PROBLEM
Lines where the string "ensemble" appears are to be copied from the entries below.

SUPPLIED ENTRIES
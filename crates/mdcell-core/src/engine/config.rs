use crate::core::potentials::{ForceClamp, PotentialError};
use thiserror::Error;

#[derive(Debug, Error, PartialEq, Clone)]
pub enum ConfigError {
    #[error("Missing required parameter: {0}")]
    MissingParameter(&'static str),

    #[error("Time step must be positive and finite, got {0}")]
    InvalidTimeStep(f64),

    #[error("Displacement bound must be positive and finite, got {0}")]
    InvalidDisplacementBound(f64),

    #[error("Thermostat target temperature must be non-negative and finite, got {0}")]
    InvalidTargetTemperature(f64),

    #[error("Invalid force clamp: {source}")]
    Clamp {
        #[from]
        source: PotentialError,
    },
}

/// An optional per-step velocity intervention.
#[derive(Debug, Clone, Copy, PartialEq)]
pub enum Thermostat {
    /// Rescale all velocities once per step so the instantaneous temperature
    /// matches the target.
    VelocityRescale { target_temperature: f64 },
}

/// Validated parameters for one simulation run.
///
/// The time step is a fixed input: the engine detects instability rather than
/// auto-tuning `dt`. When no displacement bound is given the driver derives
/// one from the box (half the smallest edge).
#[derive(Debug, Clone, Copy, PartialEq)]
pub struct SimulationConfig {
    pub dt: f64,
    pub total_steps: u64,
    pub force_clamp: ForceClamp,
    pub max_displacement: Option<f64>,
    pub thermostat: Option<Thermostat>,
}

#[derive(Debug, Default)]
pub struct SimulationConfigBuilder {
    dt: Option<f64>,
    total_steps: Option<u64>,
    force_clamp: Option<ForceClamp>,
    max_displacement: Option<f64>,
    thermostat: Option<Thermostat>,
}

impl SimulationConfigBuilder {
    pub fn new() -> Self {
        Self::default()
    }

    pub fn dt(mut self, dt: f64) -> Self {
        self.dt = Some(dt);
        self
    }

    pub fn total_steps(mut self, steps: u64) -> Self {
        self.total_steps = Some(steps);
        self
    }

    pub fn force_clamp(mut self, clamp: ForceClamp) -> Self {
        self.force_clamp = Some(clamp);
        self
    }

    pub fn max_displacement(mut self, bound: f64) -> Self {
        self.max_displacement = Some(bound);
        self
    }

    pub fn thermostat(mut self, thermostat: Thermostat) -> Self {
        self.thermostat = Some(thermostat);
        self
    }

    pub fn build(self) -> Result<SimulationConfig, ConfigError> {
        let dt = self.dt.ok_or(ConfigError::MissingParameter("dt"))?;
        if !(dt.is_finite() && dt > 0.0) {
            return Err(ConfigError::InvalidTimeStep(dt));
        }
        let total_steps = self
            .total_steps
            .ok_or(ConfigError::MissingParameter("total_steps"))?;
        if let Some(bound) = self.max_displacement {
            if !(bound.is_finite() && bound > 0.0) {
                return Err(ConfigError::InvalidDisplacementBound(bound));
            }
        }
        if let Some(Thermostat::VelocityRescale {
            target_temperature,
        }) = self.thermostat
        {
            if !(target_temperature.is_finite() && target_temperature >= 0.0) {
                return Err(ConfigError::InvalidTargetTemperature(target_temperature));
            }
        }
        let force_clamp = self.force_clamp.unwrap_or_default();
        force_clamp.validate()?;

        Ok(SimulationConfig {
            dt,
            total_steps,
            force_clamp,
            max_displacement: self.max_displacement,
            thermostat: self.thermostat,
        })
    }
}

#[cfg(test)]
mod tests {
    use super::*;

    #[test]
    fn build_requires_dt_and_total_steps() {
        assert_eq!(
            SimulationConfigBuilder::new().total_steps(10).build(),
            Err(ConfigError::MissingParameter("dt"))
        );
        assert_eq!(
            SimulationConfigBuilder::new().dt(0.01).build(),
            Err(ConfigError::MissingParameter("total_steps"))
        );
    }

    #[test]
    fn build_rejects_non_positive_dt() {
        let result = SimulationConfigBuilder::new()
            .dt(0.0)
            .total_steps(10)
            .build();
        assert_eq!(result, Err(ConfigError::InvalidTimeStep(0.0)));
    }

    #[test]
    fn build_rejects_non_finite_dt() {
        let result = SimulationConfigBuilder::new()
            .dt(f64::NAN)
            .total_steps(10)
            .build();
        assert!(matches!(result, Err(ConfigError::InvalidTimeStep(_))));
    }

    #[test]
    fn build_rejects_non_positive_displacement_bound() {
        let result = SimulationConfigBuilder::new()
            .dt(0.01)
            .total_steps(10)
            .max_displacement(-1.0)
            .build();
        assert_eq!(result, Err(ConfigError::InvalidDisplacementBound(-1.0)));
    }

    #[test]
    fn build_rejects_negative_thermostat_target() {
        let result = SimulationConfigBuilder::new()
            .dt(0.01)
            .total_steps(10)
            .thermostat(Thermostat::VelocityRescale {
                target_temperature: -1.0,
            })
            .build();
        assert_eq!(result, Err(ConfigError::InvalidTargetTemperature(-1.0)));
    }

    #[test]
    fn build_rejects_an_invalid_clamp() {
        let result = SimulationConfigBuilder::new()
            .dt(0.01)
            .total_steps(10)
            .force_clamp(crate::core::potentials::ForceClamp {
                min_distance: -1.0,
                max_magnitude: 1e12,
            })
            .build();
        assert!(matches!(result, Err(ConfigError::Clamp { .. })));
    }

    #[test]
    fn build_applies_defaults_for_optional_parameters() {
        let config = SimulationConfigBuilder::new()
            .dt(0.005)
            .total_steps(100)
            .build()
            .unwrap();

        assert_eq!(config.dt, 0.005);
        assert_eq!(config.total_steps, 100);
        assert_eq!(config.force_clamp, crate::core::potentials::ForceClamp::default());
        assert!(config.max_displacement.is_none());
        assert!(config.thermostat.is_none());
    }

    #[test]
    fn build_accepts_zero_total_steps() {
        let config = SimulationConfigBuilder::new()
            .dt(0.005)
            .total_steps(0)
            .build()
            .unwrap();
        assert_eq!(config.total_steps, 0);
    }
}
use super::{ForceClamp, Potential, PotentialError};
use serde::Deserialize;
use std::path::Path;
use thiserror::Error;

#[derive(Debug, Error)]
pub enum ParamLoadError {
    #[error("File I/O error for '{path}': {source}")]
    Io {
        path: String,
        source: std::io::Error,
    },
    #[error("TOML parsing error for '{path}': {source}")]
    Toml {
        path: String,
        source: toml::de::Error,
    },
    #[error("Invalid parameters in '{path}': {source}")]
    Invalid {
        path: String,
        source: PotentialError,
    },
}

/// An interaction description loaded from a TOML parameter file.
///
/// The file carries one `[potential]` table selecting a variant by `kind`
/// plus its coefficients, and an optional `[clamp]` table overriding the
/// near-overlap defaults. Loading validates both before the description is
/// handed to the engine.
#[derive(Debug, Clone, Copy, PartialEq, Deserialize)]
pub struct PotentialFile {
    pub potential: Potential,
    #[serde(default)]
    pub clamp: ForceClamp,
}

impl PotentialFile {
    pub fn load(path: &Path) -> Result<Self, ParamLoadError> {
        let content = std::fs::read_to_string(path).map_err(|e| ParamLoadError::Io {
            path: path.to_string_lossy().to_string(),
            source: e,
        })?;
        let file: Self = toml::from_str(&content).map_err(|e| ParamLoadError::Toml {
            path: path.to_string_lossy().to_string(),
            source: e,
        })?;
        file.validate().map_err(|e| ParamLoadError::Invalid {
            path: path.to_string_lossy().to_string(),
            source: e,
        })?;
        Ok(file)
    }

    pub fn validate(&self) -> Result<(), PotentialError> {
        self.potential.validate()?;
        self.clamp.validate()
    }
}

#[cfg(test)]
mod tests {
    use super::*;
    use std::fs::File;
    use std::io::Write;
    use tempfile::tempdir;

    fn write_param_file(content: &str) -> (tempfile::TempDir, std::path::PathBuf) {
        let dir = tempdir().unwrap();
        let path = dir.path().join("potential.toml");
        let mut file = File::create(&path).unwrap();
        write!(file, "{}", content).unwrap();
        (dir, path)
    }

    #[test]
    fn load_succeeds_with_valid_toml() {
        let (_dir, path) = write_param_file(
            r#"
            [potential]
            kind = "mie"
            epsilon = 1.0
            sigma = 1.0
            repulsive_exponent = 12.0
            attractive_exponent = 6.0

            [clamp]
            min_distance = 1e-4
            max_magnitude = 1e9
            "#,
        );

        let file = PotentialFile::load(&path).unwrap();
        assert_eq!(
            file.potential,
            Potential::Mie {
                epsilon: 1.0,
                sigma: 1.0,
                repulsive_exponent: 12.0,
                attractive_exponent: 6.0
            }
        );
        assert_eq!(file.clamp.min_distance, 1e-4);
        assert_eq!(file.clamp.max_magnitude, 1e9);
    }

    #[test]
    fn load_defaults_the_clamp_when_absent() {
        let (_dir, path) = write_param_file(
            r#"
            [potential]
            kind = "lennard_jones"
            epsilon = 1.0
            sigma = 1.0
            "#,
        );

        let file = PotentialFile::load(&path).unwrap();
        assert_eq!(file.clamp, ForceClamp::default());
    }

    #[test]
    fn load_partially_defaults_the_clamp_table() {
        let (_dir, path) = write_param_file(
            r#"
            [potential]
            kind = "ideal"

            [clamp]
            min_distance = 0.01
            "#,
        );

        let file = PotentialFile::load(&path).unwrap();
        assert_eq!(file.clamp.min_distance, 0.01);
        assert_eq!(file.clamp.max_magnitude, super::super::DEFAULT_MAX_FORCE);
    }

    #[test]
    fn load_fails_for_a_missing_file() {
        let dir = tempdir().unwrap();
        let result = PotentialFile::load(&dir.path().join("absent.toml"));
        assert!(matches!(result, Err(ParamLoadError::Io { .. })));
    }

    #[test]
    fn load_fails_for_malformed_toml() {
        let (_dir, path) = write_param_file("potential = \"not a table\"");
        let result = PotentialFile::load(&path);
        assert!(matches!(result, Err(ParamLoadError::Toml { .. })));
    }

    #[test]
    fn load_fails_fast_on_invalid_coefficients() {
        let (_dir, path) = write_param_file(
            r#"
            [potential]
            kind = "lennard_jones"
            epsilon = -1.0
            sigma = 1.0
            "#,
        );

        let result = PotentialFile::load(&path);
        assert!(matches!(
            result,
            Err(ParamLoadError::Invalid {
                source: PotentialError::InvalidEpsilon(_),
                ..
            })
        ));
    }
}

...

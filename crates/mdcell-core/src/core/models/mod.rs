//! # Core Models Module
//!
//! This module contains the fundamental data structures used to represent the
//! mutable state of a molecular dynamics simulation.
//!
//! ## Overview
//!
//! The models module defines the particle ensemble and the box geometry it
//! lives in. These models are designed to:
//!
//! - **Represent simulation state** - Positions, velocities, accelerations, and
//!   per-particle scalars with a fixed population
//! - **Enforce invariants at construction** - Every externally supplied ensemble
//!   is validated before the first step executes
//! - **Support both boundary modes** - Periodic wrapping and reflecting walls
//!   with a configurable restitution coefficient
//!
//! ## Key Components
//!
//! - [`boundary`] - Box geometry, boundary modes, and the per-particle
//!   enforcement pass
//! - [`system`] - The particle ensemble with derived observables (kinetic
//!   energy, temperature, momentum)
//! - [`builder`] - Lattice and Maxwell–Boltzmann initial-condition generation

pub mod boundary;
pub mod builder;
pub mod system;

EXPECTED OUTPUT
//! The models module defines the particle ensemble and the box geometry it
//! - **Enforce invariants at construction** - Every externally supplied ensemble
//! - [`system`] - The particle ensemble with derived observables (kinetic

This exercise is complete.